• _ASSIGNMENT_
Sift through the material below and return the lines with "collect".
---------- DATASET EXTRACT
#[cfg(test)]
mod tests {
    use super::*;
    use crate::runtime::Runtime;
    use core::time::Duration;

    fn runtime() -> Runtime {
        Runtime::new()
    }

    /// Re-runs `probe` (with a yield in between) until it produces `true`.
    fn until<F>(probe: F) -> Effect<(), Infallible>
    where
        F: Fn() -> Effect<bool, Infallible> + Send + Sync + 'static,
    {
        fn go<F>(probe: Arc<F>) -> Effect<(), Infallible>
        where
            F: Fn() -> Effect<bool, Infallible> + Send + Sync + 'static,
        {
            probe().flat_map(move |done| {
                if done {
                    Effect::unit()
                } else {
                    Effect::yield_now().flat_map(move |()| go(probe))
                }
            })
        }
        go(Arc::new(probe))
    }

    #[test]
    fn offer_then_take_round_trips() {
        let queue: Queue<i32> = Queue::bounded(4);
        let exit = runtime().block_on(queue.offer(11).zip_right(queue.take()));
        assert_eq!(exit.success(), Some(11));
    }

    #[test]
    fn back_pressure_parks_the_third_offer() {
        let queue: Queue<i32> = Queue::bounded(2);
        let runtime = runtime();

        let q = queue.clone();
        let exit = runtime.block_on(
            queue
                .offer(1)
                .flat_map({
                    let q = q.clone();
                    move |first| q.offer(2).map(move |second| (first, second))
                })
                .flat_map({
                    let q = q.clone();
                    move |(first, second)| {
                        q.offer(3)
                            .fork()
                            .map(move |putter| (first, second, putter))
                    }
                })
                .flat_map({
                    let q = q.clone();
                    move |(first, second, putter)| {
                        // the third offer parks: its value shows up in the
                        // size but not yet in the queue
                        until({
                            let q = q.clone();
                            move || q.size().map(|s| s == 3)
                        })
                        .map(move |()| (first, second, putter))
                    }
                })
                .flat_map({
                    let q = q.clone();
                    move |(first, second, putter)| {
                        q.take().map(move |head| (first, second, putter, head))
                    }
                })
                .flat_map({
                    let q = q.clone();
                    move |(first, second, putter, head)| {
                        putter.join().flat_map(move |third| {
                            q.take_all().map(move |rest| {
                                (first, second, third, head, rest)
                            })
                        })
                    }
                }),
        );

        let (first, second, third, head, rest) = exit.success().unwrap();
        assert!(first && second && third);
        assert_eq!(head, 1);
        assert_eq!(rest, vec![2, 3]);
    }

    #[test]
    fn zero_capacity_queue_is_a_rendezvous() {
        let queue: Queue<i32> = Queue::bounded(0);
        let runtime = runtime();

        let q = queue.clone();
        let exit = runtime.block_on(
            queue
                .offer(9)
                .fork()
                .flat_map({
                    let q = q.clone();
                    move |putter| {
                        until({
                            let q = q.clone();
                            move || q.size().map(|s| s == 1)
                        })
                        .map(move |()| putter)
                    }
                })
                .flat_map({
                    let q = q.clone();
                    move |putter| {
                        q.take().flat_map(move |head| {
                            putter.join().map(move |accepted| (head, accepted))
                        })
                    }
                }),
        );

        assert_eq!(exit.success(), Some((9, true)));
    }

    #[test]
    fn zero_capacity_queue_hands_offers_to_parked_takers() {
        let queue: Queue<i32> = Queue::bounded(0);
        let runtime = runtime();

        let q = queue.clone();
        let exit = runtime.block_on(
            queue
                .take()
                .fork()
                .flat_map({
                    let q = q.clone();
                    move |taker| {
                        until({
                            let q = q.clone();
                            move || q.size().map(|s| s == -1)
                        })
                        .map(move |()| taker)
                    }
                })
                .flat_map({
                    let q = q.clone();
                    move |taker| q.offer(4).flat_map(move |_| taker.join())
                }),
        );

        assert_eq!(exit.success(), Some(4));
    }

    #[test]
    fn sliding_keeps_the_most_recent_values() {
        let queue: Queue<i32> = Queue::sliding(2);
        let exit = runtime().block_on(
            queue
                .offer_all(vec![1, 2, 3, 4])
                .flat_map({
                    let q = queue.clone();
                    move |accepted| q.take_all().map(move |rest| (accepted, rest))
                }),
        );
        let (accepted, rest) = exit.success().unwrap();
        assert!(!accepted);
        assert_eq!(rest, vec![3, 4]);
    }

    #[test]
    fn dropping_discards_the_excess() {
        let queue: Queue<i32> = Queue::dropping(2);
        let exit = runtime().block_on(
            queue
                .offer_all(vec![1, 2, 3])
                .flat_map({
                    let q = queue.clone();
                    move |accepted| q.take_all().map(move |rest| (accepted, rest))
                }),
        );
        let (accepted, rest) = exit.success().unwrap();
        assert!(!accepted);
        assert_eq!(rest, vec![1, 2]);
    }

    #[test]
    fn unbounded_accepts_everything() {
        let queue: Queue<i32> = Queue::unbounded();
        let exit = runtime().block_on(
            queue
                .offer_all((0..1000).collect())
                .flat_map({
                    let q = queue.clone();
                    move |accepted| q.take_all().map(move |rest| (accepted, rest))
                }),
        );
        let (accepted, rest) = exit.success().unwrap();
        assert!(accepted);
        assert_eq!(rest.len(), 1000);
    }

    #[test]
    fn parked_takers_receive_offers_in_fifo_order() {
        let queue: Queue<i32> = Queue::bounded(4);
        let runtime = runtime();

        let q = queue.clone();
        let exit = runtime.block_on(
            queue
                .take()
                .fork()
                .flat_map({
                    let q = q.clone();
                    move |taker| {
                        until({
                            let q = q.clone();
                            move || q.size().map(|s| s == -1)
                        })
                        .map(move |()| taker)
                    }
                })
                .flat_map({
                    let q = q.clone();
                    move |taker| q.offer(42).flat_map(move |_| taker.join())
                }),
        );
        assert_eq!(exit.success(), Some(42));
    }

    #[test]
    fn take_up_to_takes_at_most_n() {
        let queue: Queue<i32> = Queue::bounded(8);
        let exit = runtime().block_on(
            queue
                .offer_all(vec![1, 2, 3, 4, 5])
                .flat_map({
                    let q = queue.clone();
                    move |_| q.take_up_to(3)
                })
                .flat_map({
                    let q = queue.clone();
                    move |first| q.take_all().map(move |rest| (first, rest))
                }),
        );
        let (first, rest) = exit.success().unwrap();
        assert_eq!(first, vec![1, 2, 3]);
        assert_eq!(rest, vec![4, 5]);
    }

    #[test]
    fn shutdown_interrupts_parked_takers() {
        let queue: Queue<i32> = Queue::bounded(2);
        let runtime = runtime();

        let q = queue.clone();
        let exit = runtime.block_on(
            queue
                .take()
                .fork()
                .flat_map({
                    let q = q.clone();
                    move |taker| {
                        until({
                            let q = q.clone();
                            move || q.size().map(|s| s == -1)
                        })
                        .map(move |()| taker)
                    }
                })
                .flat_map({
                    let q = q.clone();
                    move |taker| q.shutdown().flat_map(move |()| taker.await_())
                }),
        );

        let taker_exit = exit.success().unwrap();
        assert!(taker_exit.is_interrupted());
    }

    #[test]
    fn operations_after_shutdown_fail_with_the_recorded_cause() {
        let queue: Queue<i32> = Queue::bounded(2);
        let exit: Exit<bool, Infallible> = runtime().block_on(
            queue
                .shutdown()
                .zip_right(queue.await_shutdown())
                .zip_right(queue.offer(1)),
        );
        assert!(exit.is_interrupted());

        let exit: Exit<isize, Infallible> = runtime().block_on(queue.size());
        assert!(exit.is_interrupted());
    }

    #[test]
    fn interrupted_takers_are_removed_from_the_queue() {
        let queue: Queue<i32> = Queue::bounded(2);
        let runtime = runtime();

        let q = queue.clone();
        let exit = runtime.block_on(
            queue
                .take()
                .fork()
                .flat_map({
                    let q = q.clone();
                    move |taker| {
                        until({
                            let q = q.clone();
                            move || q.size().map(|s| s == -1)
                        })
                        .flat_map(move |()| taker.interrupt())
                    }
                })
                .flat_map({
                    let q = q.clone();
                    move |()| q.size()
                }),
        );

        // the cancelled taker's cell is gone; nothing leaks
        assert_eq!(exit.success(), Some(0));
    }

    #[test]
    fn shutdown_hook_fires_exactly_once() {
        let queue: Queue<i32> = Queue::bounded(2);
        let exit = runtime().block_on(
            queue
                .shutdown()
                .zip_right(queue.shutdown())
                .zip_right(queue.await_shutdown())
                .zip_right(queue.is_shutdown()),
        );
        assert_eq!(exit.success(), Some(true));
    }

    #[test]
    fn size_counts_parked_putter_values() {
        let queue: Queue<i32> = Queue::bounded(1);
        let runtime = runtime();

        let q = queue.clone();
        let exit = runtime.block_on(
            queue
                .offer(1)
                .flat_map({
                    let q = q.clone();
                    move |_| q.offer_all(vec![2, 3]).fork()
                })
                .flat_map({
                    let q = q.clone();
                    move |putter| {
                        until({
                            let q = q.clone();
                            move || q.size().map(|s| s == 3)
                        })
                        .map(move |()| putter)
                    }
                })
                .flat_map({
                    let q = q.clone();
                    move |putter| {
                        q.take().flat_map({
                            let q = q.clone();
                            move |first| {
                                q.take().flat_map({
                                    let q = q.clone();
                                    move |second| {
                                        q.take().flat_map(move |third| {
                                            putter.join().map(move |accepted| {
                                                (first, second, third, accepted)
                                            })
                                        })
                                    }
                                })
                            }
                        })
                    }
                }),
        );

        assert_eq!(exit.success(), Some((1, 2, 3, true)));
    }

    #[test]
    fn take_parks_until_capacity_frees_up() {
        // a tiny end-to-end producer/consumer hand-off
        let queue: Queue<i32> = Queue::bounded(1);
        let runtime = runtime();

        let producer = {
            let q = queue.clone();
            (0..10).fold(Effect::<(), Infallible>::unit(), move |acc, i| {
                let q = q.clone();
                acc.flat_map(move |()| q.offer(i).map(|_| ()))
            })
        };
        let consumer = {
            let q = queue.clone();
            (0..10).fold(Effect::<Vec<i32>, Infallible>::succeed(Vec::new()), move |acc, _| {
                let q = q.clone();
                acc.flat_map(move |mut seen| {
                    q.take().map(move |v| {
                        seen.push(v);
                        seen
                    })
                })
            })
        };

        let exit = runtime.block_on(
            producer
                .fork()
                .flat_map(move |_producer| consumer)
                .timeout(Duration::from_secs(30)),
        );
        assert_eq!(exit.success(), Some(Some((0..10).collect())));
    }
}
--------------------
• _WRITTEN ANSWER_
                .offer_all((0..1000).collect())
        assert_eq!(exit.success(), Some(Some((0..10).collect())));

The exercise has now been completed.